== WORK ITEM ==
Retype all the records with nothing changed.

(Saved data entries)
//! Local persistence: a small key-value store of text blobs.
//!
//! Everything pinlog keeps lives in one `SQLite` file under the storage root:
//!
//! ```text
//! <root>/
//!   pinlog.sqlite    # blobs(key, value): "workouts" and "view"
//! ```
//!
//! Callers only see [`BlobStore`]: get, set and remove a blob by key.

use std::{
    fs, io,
    path::{Path, PathBuf},
};

use rusqlite::{Connection, OptionalExtension};

/// Errors that can occur during storage operations.
#[derive(Debug, thiserror::Error)]
pub enum StorageError {
    #[error("I/O error: {0}")]
    Io(#[from] io::Error),

    #[error("database error: {0}")]
    Sqlite(#[from] rusqlite::Error),

    #[error("JSON error: {0}")]
    Json(#[from] serde_json::Error),
}

pub type Result<T> = core::result::Result<T, StorageError>;

/// An opaque key-value store of text blobs.
pub trait BlobStore {
    /// Returns the blob stored under `key`, if any.
    fn get(&self, key: &str) -> Result<Option<String>>;

    /// Stores `value` under `key`, replacing what was there.
    fn set(&self, key: &str, value: &str) -> Result<()>;

    /// Removes the blob under `key`. Removing a missing key is not an error.
    fn remove(&self, key: &str) -> Result<()>;
}

/// `SQLite`-backed blob store.
pub struct Storage {
    root: PathBuf,
    conn: Connection,
}

impl Storage {
    /// Opens (or creates) the store rooted at the given directory.
    ///
    /// The directory is created if it doesn't exist.
    pub fn new(root: impl Into<PathBuf>) -> Result<Self> {
        let root = root.into();
        fs::create_dir_all(&root)?;
        let conn = Connection::open(root.join("pinlog.sqlite"))?;
        conn.execute_batch(
            "CREATE TABLE IF NOT EXISTS blobs (
                key   TEXT PRIMARY KEY,
                value TEXT NOT NULL
            )",
        )?;
        tracing::debug!(root = %root.display(), "opened storage");
        Ok(Self { root, conn })
    }

    /// Returns the default storage root: `~/.pinlog/`.
    pub fn default_root() -> Option<PathBuf> {
        dirs::home_dir().map(|h| h.join(".pinlog"))
    }

    pub fn root(&self) -> &Path {
        &self.root
    }
}

impl BlobStore for Storage {
    /// A value that isn't valid UTF-8 text reads as missing.
    fn get(&self, key: &str) -> Result<Option<String>> {
        let value = self
            .conn
            .query_row("SELECT value FROM blobs WHERE key = ?1", [key], |row| {
                row.get::<_, String>(0)
            })
            .optional();
        match value {
            Ok(value) => Ok(value),
            Err(
                e @ (rusqlite::Error::FromSqlConversionFailure(..)
                | rusqlite::Error::InvalidColumnType(..)),
            ) => {
                tracing::warn!(key, error = %e, "stored blob is not text, ignoring it");
                Ok(None)
            }
            Err(e) => Err(e.into()),
        }
    }

    fn set(&self, key: &str, value: &str) -> Result<()> {
        self.conn.execute(
            "INSERT INTO blobs (key, value) VALUES (?1, ?2)
             ON CONFLICT(key) DO UPDATE SET value = excluded.value",
            rusqlite::params![key, value],
        )?;
        tracing::trace!(key, bytes = value.len(), "stored blob");
        Ok(())
    }

    fn remove(&self, key: &str) -> Result<()> {
        self.conn
            .execute("DELETE FROM blobs WHERE key = ?1", [key])?;
        Ok(())
    }
}

/// In-memory store for tests, with switchable write failures.
#[cfg(test)]
#[derive(Default)]
pub struct MemoryStore {
    blobs: std::cell::RefCell<std::collections::HashMap<String, String>>,
    fail_writes: std::cell::Cell<bool>,
}

#[cfg(test)]
impl MemoryStore {
    pub fn with_blob(key: &str, value: &str) -> Self {
        let store = Self::default();
        store
            .blobs
            .borrow_mut()
            .insert(key.to_string(), value.to_string());
        store
    }

    pub fn fail_writes(&self, fail: bool) {
        self.fail_writes.set(fail);
    }

    pub fn raw(&self, key: &str) -> Option<String> {
        self.blobs.borrow().get(key).cloned()
    }

    fn check_writable(&self) -> Result<()> {
        if self.fail_writes.get() {
            return Err(io::Error::other("disk full").into());
        }
        Ok(())
    }
}

#[cfg(test)]
impl BlobStore for MemoryStore {
    fn get(&self, key: &str) -> Result<Option<String>> {
        Ok(self.raw(key))
    }

    fn set(&self, key: &str, value: &str) -> Result<()> {
        self.check_writable()?;
        self.blobs
            .borrow_mut()
            .insert(key.to_string(), value.to_string());
        Ok(())
    }

    fn remove(&self, key: &str) -> Result<()> {
        self.check_writable()?;
        self.blobs.borrow_mut().remove(key);
        Ok(())
    }
}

== ANSWER TO THE PROBLEM ==
//! Local persistence: a small key-value store of text blobs.
//!
//! Everything pinlog keeps lives in one `SQLite` file under the storage root:
//!
//! ```text
//! <root>/
//!   pinlog.sqlite    # blobs(key, value): "workouts" and "view"
//! ```
//!
//! Callers only see [`BlobStore`]: get, set and remove a blob by key.

use std::{
    fs, io,
    path::{Path, PathBuf},
};

use rusqlite::{Connection, OptionalExtension};

/// Errors that can occur during storage operations.
#[derive(Debug, thiserror::Error)]
pub enum StorageError {
    #[error("I/O error: {0}")]
    Io(#[from] io::Error),

    #[error("database error: {0}")]
    Sqlite(#[from] rusqlite::Error),

    #[error("JSON error: {0}")]
    Json(#[from] serde_json::Error),
}

pub type Result<T> = core::result::Result<T, StorageError>;

/// An opaque key-value store of text blobs.
pub trait BlobStore {
    /// Returns the blob stored under `key`, if any.
    fn get(&self, key: &str) -> Result<Option<String>>;

    /// Stores `value` under `key`, replacing what was there.
    fn set(&self, key: &str, value: &str) -> Result<()>;

    /// Removes the blob under `key`. Removing a missing key is not an error.
    fn remove(&self, key: &str) -> Result<()>;
}

/// `SQLite`-backed blob store.
pub struct Storage {
    root: PathBuf,
    conn: Connection,
}

impl Storage {
    /// Opens (or creates) the store rooted at the given directory.
    ///
    /// The directory is created if it doesn't exist.
    pub fn new(root: impl Into<PathBuf>) -> Result<Self> {
        let root = root.into();
        fs::create_dir_all(&root)?;
        let conn = Connection::open(root.join("pinlog.sqlite"))?;
        conn.execute_batch(
            "CREATE TABLE IF NOT EXISTS blobs (
                key   TEXT PRIMARY KEY,
                value TEXT NOT NULL
            )",
        )?;
        tracing::debug!(root = %root.display(), "opened storage");
        Ok(Self { root, conn })
    }

    /// Returns the default storage root: `~/.pinlog/`.
    pub fn default_root() -> Option<PathBuf> {
        dirs::home_dir().map(|h| h.join(".pinlog"))
    }

    pub fn root(&self) -> &Path {
        &self.root
    }
}

impl BlobStore for Storage {
    /// A value that isn't valid UTF-8 text reads as missing.
    fn get(&self, key: &str) -> Result<Option<String>> {
        let value = self
            .conn
            .query_row("SELECT value FROM blobs WHERE key = ?1", [key], |row| {
                row.get::<_, String>(0)
            })
            .optional();
        match value {
            Ok(value) => Ok(value),
            Err(
                e @ (rusqlite::Error::FromSqlConversionFailure(..)
                | rusqlite::Error::InvalidColumnType(..)),
            ) => {
                tracing::warn!(key, error = %e, "stored blob is not text, ignoring it");
                Ok(None)
            }
            Err(e) => Err(e.into()),
        }
    }

    fn set(&self, key: &str, value: &str) -> Result<()> {
        self.conn.execute(
            "INSERT INTO blobs (key, value) VALUES (?1, ?2)
             ON CONFLICT(key) DO UPDATE SET value = excluded.value",
            rusqlite::params![key, value],
        )?;
        tracing::trace!(key, bytes = value.len(), "stored blob");
        Ok(())
    }

    fn remove(&self, key: &str) -> Result<()> {
        self.conn
            .execute("DELETE FROM blobs WHERE key = ?1", [key])?;
        Ok(())
    }
}

/// In-memory store for tests, with switchable write failures.
#[cfg(test)]
#[derive(Default)]
pub struct MemoryStore {
    blobs: std::cell::RefCell<std::collections::HashMap<String, String>>,
    fail_writes: std::cell::Cell<bool>,
}

#[cfg(test)]
impl MemoryStore {
    pub fn with_blob(key: &str, value: &str) -> Self {
        let store = Self::default();
        store
            .blobs
            .borrow_mut()
            .insert(key.to_string(), value.to_string());
        store
    }

    pub fn fail_writes(&self, fail: bool) {
        self.fail_writes.set(fail);
    }

    pub fn raw(&self, key: &str) -> Option<String> {
        self.blobs.borrow().get(key).cloned()
    }

    fn check_writable(&self) -> Result<()> {
        if self.fail_writes.get() {
            return Err(io::Error::other("disk full").into());
        }
        Ok(())
    }
}

#[cfg(test)]
impl BlobStore for MemoryStore {
    fn get(&self, key: &str) -> Result<Option<String>> {
        Ok(self.raw(key))
    }

    fn set(&self, key: &str, value: &str) -> Result<()> {
        self.check_writable()?;
        self.blobs
            .borrow_mut()
            .insert(key.to_string(), value.to_string());
        Ok(())
    }

    fn remove(&self, key: &str) -> Result<()> {
        self.check_writable()?;
        self.blobs.borrow_mut().remove(key);
        Ok(())
    }
}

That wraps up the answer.